## [INFORMATION GIVEN]
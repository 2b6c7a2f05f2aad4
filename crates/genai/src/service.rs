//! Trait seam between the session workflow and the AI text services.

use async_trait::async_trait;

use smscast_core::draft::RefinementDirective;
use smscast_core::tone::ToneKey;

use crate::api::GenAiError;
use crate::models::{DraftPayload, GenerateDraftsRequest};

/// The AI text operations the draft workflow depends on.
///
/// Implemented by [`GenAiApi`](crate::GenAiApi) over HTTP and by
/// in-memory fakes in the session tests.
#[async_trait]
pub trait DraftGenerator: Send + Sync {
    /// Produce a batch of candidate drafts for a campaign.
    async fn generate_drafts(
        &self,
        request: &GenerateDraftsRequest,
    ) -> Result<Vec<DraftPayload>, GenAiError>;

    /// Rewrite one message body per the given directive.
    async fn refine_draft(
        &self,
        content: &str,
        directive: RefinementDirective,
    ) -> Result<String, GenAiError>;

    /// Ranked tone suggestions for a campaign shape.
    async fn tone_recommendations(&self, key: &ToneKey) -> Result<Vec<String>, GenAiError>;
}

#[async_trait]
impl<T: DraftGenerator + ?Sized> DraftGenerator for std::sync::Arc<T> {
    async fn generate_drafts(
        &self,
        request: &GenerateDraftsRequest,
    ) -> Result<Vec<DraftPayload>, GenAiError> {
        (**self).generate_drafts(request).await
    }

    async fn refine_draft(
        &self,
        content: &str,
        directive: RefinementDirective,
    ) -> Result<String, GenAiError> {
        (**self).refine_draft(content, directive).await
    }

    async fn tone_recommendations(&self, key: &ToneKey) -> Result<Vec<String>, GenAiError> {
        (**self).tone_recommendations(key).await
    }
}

## [PROBLEM]
Give back, word for word, the lines from the one with "HTTP and by" through the last line of the entries, both included, and no other line.

## [TASK OUTPUT]
/// Implemented by [`GenAiApi`](crate::GenAiApi) over HTTP and by
/// in-memory fakes in the session tests.
#[async_trait]
pub trait DraftGenerator: Send + Sync {
    /// Produce a batch of candidate drafts for a campaign.
    async fn generate_drafts(
        &self,
        request: &GenerateDraftsRequest,
    ) -> Result<Vec<DraftPayload>, GenAiError>;

    /// Rewrite one message body per the given directive.
    async fn refine_draft(
        &self,
        content: &str,
        directive: RefinementDirective,
    ) -> Result<String, GenAiError>;

    /// Ranked tone suggestions for a campaign shape.
    async fn tone_recommendations(&self, key: &ToneKey) -> Result<Vec<String>, GenAiError>;
}

#[async_trait]
impl<T: DraftGenerator + ?Sized> DraftGenerator for std::sync::Arc<T> {
    async fn generate_drafts(
        &self,
        request: &GenerateDraftsRequest,
    ) -> Result<Vec<DraftPayload>, GenAiError> {
        (**self).generate_drafts(request).await
    }

    async fn refine_draft(
        &self,
        content: &str,
        directive: RefinementDirective,
    ) -> Result<String, GenAiError> {
        (**self).refine_draft(content, directive).await
    }

    async fn tone_recommendations(&self, key: &ToneKey) -> Result<Vec<String>, GenAiError> {
        (**self).tone_recommendations(key).await
    }
}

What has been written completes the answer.